Category: Parkinsonism, Atypical: PSP, CBD
Objective: To evaluate the neuropsychiatric symptoms in patients with probable Progressive supranuclear palsy attended in reference centers of the Valle del Cauca, Colombia, between 2020 and 2024
Background: Progressive supranuclear palsy (PSP) is mainly characterized by parkinsonism, alterations in gait and stability, early falls and limitation of vertical eye movements, however its different phenotypes include multiple non-motor symptoms and neuropsychiatric impairment that tend to be less evaluated. [1].
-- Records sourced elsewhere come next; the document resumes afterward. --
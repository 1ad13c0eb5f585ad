//! Config validation: unknown-key detection with Levenshtein suggestions
//! and physical range checks.
//!
//! Two-pass parse approach: first deserialize raw TOML into `toml::Value`,
//! walk the key tree, compare against known field names, and emit warnings
//! with "did you mean?" suggestions. Then proceed with normal serde
//! deserialization. Warnings never break existing configs.

use std::collections::HashSet;

/// A non-fatal config warning (typo, suspicious value).
#[derive(Debug, Clone)]
pub struct ValidationWarning {
    pub field: String,
    pub message: String,
    pub suggestion: Option<String>,
}

impl std::fmt::Display for ValidationWarning {
    fn fmt(&self, f: &mut std::fmt::Formatter<'_>) -> std::fmt::Result {
        write!(f, "{}", self.message)?;
        if let Some(ref s) = self.suggestion {
            write!(f, "; did you mean '{s}'?")?;
        }
        Ok(())
    }
}

// ============================================================================
// Known Config Keys
// ============================================================================

/// Returns the complete set of valid dotted key paths for WellConfig.
///
/// Keys inside `[[geometry.annulus]]` / `[[geometry.drill_string]]` entries
/// appear under the array's own path. Any new field added to WellConfig
/// must be added here too.
pub fn known_config_keys() -> HashSet<&'static str> {
    let keys: &[&str] = &[
        // [well]
        "well",
        "well.name",
        "well.field",
        "well.rig",
        // [trajectory]
        "trajectory",
        "trajectory.vsd_direction_deg",
        "trajectory.kb_elevation_m",
        "trajectory.tie_in_ns_m",
        "trajectory.tie_in_ew_m",
        "trajectory.tie_in_tvd_m",
        // [import]
        "import",
        "import.delimiter",
        "import.comment_prefix",
        // [geometry]
        "geometry",
        "geometry.current_string_bottom_md_m",
        "geometry.annulus",
        "geometry.annulus.top_depth_m",
        "geometry.annulus.bottom_depth_m",
        "geometry.annulus.inner_diameter_m",
        "geometry.drill_string",
        "geometry.drill_string.top_depth_m",
        "geometry.drill_string.bottom_depth_m",
        "geometry.drill_string.outer_diameter_m",
        "geometry.drill_string.inner_diameter_m",
    ];
    keys.iter().copied().collect()
}

// ============================================================================
// TOML Key Walking
// ============================================================================

/// Recursively walks a `toml::Value` tree and collects all dotted key paths.
///
/// For example, a table `{ a = { b = 1, c = 2 } }` yields:
/// `["a", "a.b", "a.c"]`. Tables inside arrays are walked under the array's
/// path, so `[[a.list]] x = 1` yields `["a", "a.list", "a.list.x"]`.
pub fn walk_toml_keys(value: &toml::Value, prefix: &str) -> Vec<String> {
    let mut keys = Vec::new();
    if let Some(table) = value.as_table() {
        for (k, v) in table {
            let path = if prefix.is_empty() {
                k.clone()
            } else {
                format!("{prefix}.{k}")
            };
            keys.push(path.clone());
            match v {
                toml::Value::Table(_) => keys.extend(walk_toml_keys(v, &path)),
                toml::Value::Array(items) => {
                    for item in items.iter().filter(|i| i.is_table()) {
                        for key in walk_toml_keys(item, &path) {
                            if !keys.contains(&key) {
                                keys.push(key);
                            }
                        }
                    }
                }
                _ => {}
            }
        }
    }
    keys
}

// ============================================================================
// Levenshtein Distance
// ============================================================================

/// Compute the Levenshtein edit distance between two strings.
fn levenshtein(a: &str, b: &str) -> usize {
    let a: Vec<char> = a.chars().collect();
    let b: Vec<char> = b.chars().collect();
    if a.is_empty() {
        return b.len();
    }
    if b.is_empty() {
        return a.len();
    }

    let mut prev: Vec<usize> = (0..=b.len()).collect();
    let mut curr = vec![0; b.len() + 1];

    for (i, ca) in a.iter().enumerate() {
        curr[0] = i + 1;
        for (j, cb) in b.iter().enumerate() {
            let cost = usize::from(ca != cb);
            curr[j + 1] = (prev[j + 1] + 1).min(curr[j] + 1).min(prev[j] + cost);
        }
        std::mem::swap(&mut prev, &mut curr);
    }

    prev[b.len()]
}

/// Suggest the closest known key for an unknown key, if within edit distance 3.
///
/// Ties go to the alphabetically first key so suggestions are stable.
pub fn suggest_correction(unknown: &str, known: &HashSet<&str>) -> Option<String> {
    known
        .iter()
        .map(|&k| (levenshtein(unknown, k), k))
        .filter(|&(dist, _)| dist <= 3)
        .min()
        .map(|(_, k)| k.to_string())
}

// ============================================================================
// Unknown Key Validation (entry point)
// ============================================================================

/// Parse a raw TOML string and return warnings for any unknown config keys.
///
/// This does NOT fail on unknown keys, it only warns.
pub fn validate_unknown_keys(raw_toml: &str) -> Vec<ValidationWarning> {
    let value: toml::Value = match raw_toml.parse() {
        Ok(v) => v,
        Err(_) => return Vec::new(), // parse errors are handled by serde later
    };

    let known = known_config_keys();
    walk_toml_keys(&value, "")
        .into_iter()
        .filter(|key| !known.contains(key.as_str()))
        .map(|key| ValidationWarning {
            suggestion: suggest_correction(&key, &known),
            message: format!("Unknown config key '{key}'"),
            field: key,
        })
        .collect()
}

// ============================================================================
// Physical Range Validation
// ============================================================================

/// Largest hole diameter considered plausible (m); 1.5 m is beyond any conductor.
const MAX_PLAUSIBLE_HOLE_DIAMETER_M: f64 = 1.5;

/// KB elevation magnitude considered plausible (m).
const MAX_PLAUSIBLE_KB_ELEVATION_M: f64 = 9_000.0;

/// Validate physical ranges on a parsed WellConfig.
///
/// Returns (errors, warnings). Errors are impossible values that must
/// be rejected; warnings are suspicious but not fatal.
pub fn validate_physical_ranges(
    config: &super::WellConfig,
) -> (Vec<String>, Vec<ValidationWarning>) {
    let mut errors = Vec::new();
    let mut warnings = Vec::new();

    let g = &config.geometry;

    for (i, s) in g.annulus.iter().enumerate() {
        if s.inner_diameter_m < 0.0 {
            errors.push(format!(
                "geometry.annulus[{i}].inner_diameter_m = {:.4} cannot be negative",
                s.inner_diameter_m
            ));
        } else if s.inner_diameter_m > MAX_PLAUSIBLE_HOLE_DIAMETER_M {
            warnings.push(ValidationWarning {
                field: format!("geometry.annulus[{i}].inner_diameter_m"),
                message: format!(
                    "annulus[{i}] inner_diameter_m = {:.3} is larger than any drilled hole, value in inches?",
                    s.inner_diameter_m
                ),
                suggestion: None,
            });
        }
    }

    for (i, s) in g.drill_string.iter().enumerate() {
        let diameters = [
            ("outer_diameter_m", s.outer_diameter_m),
            ("inner_diameter_m", s.inner_diameter_m),
        ];
        for (name, d) in diameters {
            if d < 0.0 {
                errors.push(format!(
                    "geometry.drill_string[{i}].{name} = {d:.4} cannot be negative"
                ));
            }
        }
    }

    // Pipe below the deepest hole data reads as an empty hole
    let deepest_hole = g
        .annulus
        .iter()
        .map(|s| s.bottom_depth_m)
        .fold(f64::NEG_INFINITY, f64::max);
    if !g.annulus.is_empty() && g.current_string_bottom_md_m > deepest_hole {
        warnings.push(ValidationWarning {
            field: "geometry.current_string_bottom_md_m".to_string(),
            message: format!(
                "current_string_bottom_md_m = {:.1} is below the deepest annulus section ({:.1})",
                g.current_string_bottom_md_m, deepest_hole
            ),
            suggestion: None,
        });
    }

    if let Some(kb) = config.trajectory.kb_elevation_m {
        if kb.abs() > MAX_PLAUSIBLE_KB_ELEVATION_M {
            warnings.push(ValidationWarning {
                field: "trajectory.kb_elevation_m".to_string(),
                message: format!(
                    "kb_elevation_m = {kb:.1} is outside typical range (±{MAX_PLAUSIBLE_KB_ELEVATION_M:.0} m)"
                ),
                suggestion: None,
            });
        }
    }

    (errors, warnings)
}

// ============================================================================
// Tests
// ============================================================================

#[cfg(test)]
mod tests {
    use super::*;
    use crate::types::{AnnulusSection, DrillStringSection};

    #[test]
    fn test_levenshtein_identical() {
        assert_eq!(levenshtein("hello", "hello"), 0);
    }

    #[test]
    fn test_levenshtein_one_edit() {
        assert_eq!(levenshtein("kb_elevaton_m", "kb_elevation_m"), 1);
    }

    #[test]
    fn test_levenshtein_empty() {
        assert_eq!(levenshtein("", "abc"), 3);
        assert_eq!(levenshtein("abc", ""), 3);
    }

    #[test]
    fn test_walk_toml_keys_nested() {
        let toml: toml::Value = r#"
            [trajectory]
            vsd_direction_deg = 45.0
        "#
        .parse()
        .unwrap();
        let keys = walk_toml_keys(&toml, "");
        assert!(keys.contains(&"trajectory".to_string()));
        assert!(keys.contains(&"trajectory.vsd_direction_deg".to_string()));
    }

    #[test]
    fn test_walk_toml_keys_array_of_tables() {
        let toml: toml::Value = r#"
            [[geometry.annulus]]
            top_depth_m = 0.0
            [[geometry.annulus]]
            top_depth_m = 500.0
            bottom_depht_m = 900.0
        "#
        .parse()
        .unwrap();
        let keys = walk_toml_keys(&toml, "");
        assert!(keys.contains(&"geometry.annulus".to_string()));
        assert!(keys.contains(&"geometry.annulus.top_depth_m".to_string()));
        assert!(keys.contains(&"geometry.annulus.bottom_depht_m".to_string()));
        let dupes = keys.iter().filter(|k| *k == "geometry.annulus.top_depth_m").count();
        assert_eq!(dupes, 1);
    }

    #[test]
    fn test_typo_key_produces_warning_with_suggestion() {
        let toml_str = r#"
[trajectory]
kb_elevaton_m = 30.0
"#;
        let warnings = validate_unknown_keys(toml_str);
        assert_eq!(warnings.len(), 1);
        assert_eq!(
            warnings[0].suggestion.as_deref(),
            Some("trajectory.kb_elevation_m")
        );
    }

    #[test]
    fn test_typo_inside_section_array() {
        let toml_str = r#"
[[geometry.drill_string]]
top_depth_m = 0.0
bottom_depth_m = 900.0
outer_diamter_m = 0.127
inner_diameter_m = 0.1086
"#;
        let warnings = validate_unknown_keys(toml_str);
        assert_eq!(warnings.len(), 1);
        assert_eq!(
            warnings[0].suggestion.as_deref(),
            Some("geometry.drill_string.outer_diameter_m")
        );
    }

    #[test]
    fn test_suggest_correction_no_match_for_garbage() {
        let known = known_config_keys();
        assert!(suggest_correction("completely_unrelated_garbage_key_xyz", &known).is_none());
    }

    #[test]
    fn test_physical_range_defaults_clean() {
        let config = crate::config::WellConfig::default();
        let (errors, warnings) = validate_physical_ranges(&config);
        assert!(errors.is_empty(), "Defaults should produce no errors: {:?}", errors);
        assert!(warnings.is_empty(), "Defaults should produce no warnings: {:?}", warnings);
    }

    #[test]
    fn test_hole_diameter_in_inches_warns() {
        let mut config = crate::config::WellConfig::default();
        config.geometry.annulus.push(AnnulusSection {
            top_depth_m: 0.0,
            bottom_depth_m: 1000.0,
            inner_diameter_m: 8.5,
        });
        config.geometry.current_string_bottom_md_m = 500.0;
        let (errors, warnings) = validate_physical_ranges(&config);
        assert!(errors.is_empty());
        assert!(warnings.iter().any(|w| w.field.contains("inner_diameter_m")));
    }

    #[test]
    fn test_negative_pipe_diameter_is_error() {
        let mut config = crate::config::WellConfig::default();
        config.geometry.drill_string.push(DrillStringSection {
            top_depth_m: 0.0,
            bottom_depth_m: 100.0,
            outer_diameter_m: -0.127,
            inner_diameter_m: -0.2,
        });
        let (errors, _) = validate_physical_ranges(&config);
        assert_eq!(errors.len(), 2);
    }

    #[test]
    fn test_string_below_hole_data_warns() {
        let mut config = crate::config::WellConfig::default();
        config.geometry.annulus.push(AnnulusSection {
            top_depth_m: 0.0,
            bottom_depth_m: 1000.0,
            inner_diameter_m: 0.2159,
        });
        config.geometry.current_string_bottom_md_m = 1200.0;
        let (_, warnings) = validate_physical_ranges(&config);
        assert!(warnings.iter().any(|w| w.field == "geometry.current_string_bottom_md_m"));
    }
}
Method: Patients with probable PSP, were evaluated with clinical assessment and motor and non-motor scales by a movement disorders neurologist, PSP phenotypes were classified by international criteria [1], and descriptive data are presented as mean ± standard deviation (SD) or frequencies where appropriate. Pearson’s correlation was analyzed between the PSP Rating Scale (PSPRS) and non-motor scales scores. A statistical significance was set at 0.05. Statistical analysis was performed with the SPSS statistical package (version 25; Chicago, IL, USA).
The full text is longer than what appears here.